Oils and other hydrocarbons have a very low surface tension unlike water, which has a very high surface tension. This is why water will more naturally bead where oil will spread. In the development of hydrophobic (water-resistant) materials, the method of production has focused on very low-energy materials like Teflon, but not as much on the methods of producing a surface. Oleophobic materials still rely on low-energy materials, but Cohen and his team of researchers discovered the key feature in producing an oleophobic surface is producing a rough surface, particularly a rough surface with reentrant curvature.
The reentrant curvature of a surface is the area that curves under a fiber as it sits atop a mesh of other fibers. The method of electrospinning creates a non-woven mat of fibers constructed of fluoroPOSS, a low-energy material originally developed by the United States Air Force. By layering a mat of fibers, the surface has a greater reentrant surface curvature, which helps to support the low surface tension of the oil.
The second method is the process of lithography, which cuts into a surface and undercuts the top of the surface, creating microscopic grooves and overhangs called micro-Hoodoos, a reference to the geological formations in the western U.S. These grooves provide a more tunable reentrant curvature than the random process of electrospinning.

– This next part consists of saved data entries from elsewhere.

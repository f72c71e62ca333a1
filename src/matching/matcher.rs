//! Two-pass fuzzy matching of a query against known questions.

use super::sequence::ratio;

/// Minimum ratio for the best-match pass.
pub const CLOSE_MATCH_CUTOFF: f64 = 0.6;

/// Ratio the linear fallback pass must exceed.
pub const FALLBACK_THRESHOLD: f64 = 0.75;

/// Returns the candidate that best matches `query`, if any.
///
/// 1. Best match: the candidate with the highest ratio (candidate against
///    query) of at least [`CLOSE_MATCH_CUTOFF`]. Equal ratios go to the
///    lexicographically greatest candidate.
/// 2. Fallback: the first candidate, in order, whose ratio (query against
///    candidate) exceeds [`FALLBACK_THRESHOLD`].
///
/// `None` means the query is unknown, not that something failed.
pub fn smart_match<'a, S: AsRef<str>>(query: &str, candidates: &'a [S]) -> Option<&'a str> {
    if let Some(best) = close_match(query, candidates, CLOSE_MATCH_CUTOFF) {
        tracing::trace!(query, matched = best, "Best-match pass hit");
        return Some(best);
    }

    let fallback = candidates
        .iter()
        .map(AsRef::as_ref)
        .find(|candidate| ratio(query, candidate) > FALLBACK_THRESHOLD);

    if let Some(candidate) = fallback {
        tracing::trace!(query, matched = candidate, "Fallback pass hit");
    }
    fallback
}

/// The single closest candidate with a ratio of at least `cutoff`.
pub fn close_match<'a, S: AsRef<str>>(
    query: &str,
    candidates: &'a [S],
    cutoff: f64,
) -> Option<&'a str> {
    let mut best: Option<(f64, &'a str)> = None;

    for candidate in candidates.iter().map(AsRef::as_ref) {
        let score = ratio(candidate, query);
        if score < cutoff {
            continue;
        }
        let better = match best {
            None => true,
            Some((best_score, best_candidate)) => {
                score > best_score || (score == best_score && candidate > best_candidate)
            }
        };
        if better {
            best = Some((score, candidate));
        }
    }

    best.map(|(_, candidate)| candidate)
}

“The second method is useful for further research because we have precise control over size, spacing and shape of the features that provide the needed reentrant roughness,” says Cohen. “The first method might be scalable for practical utility,” he says.
These surfaces have potential for aerospace and waste cleanup applications, but Cohen isn't willing to speculate on specific applications. “We show in our paper that these membranes can be tuned to separate very different materials, like oil and water,” he says.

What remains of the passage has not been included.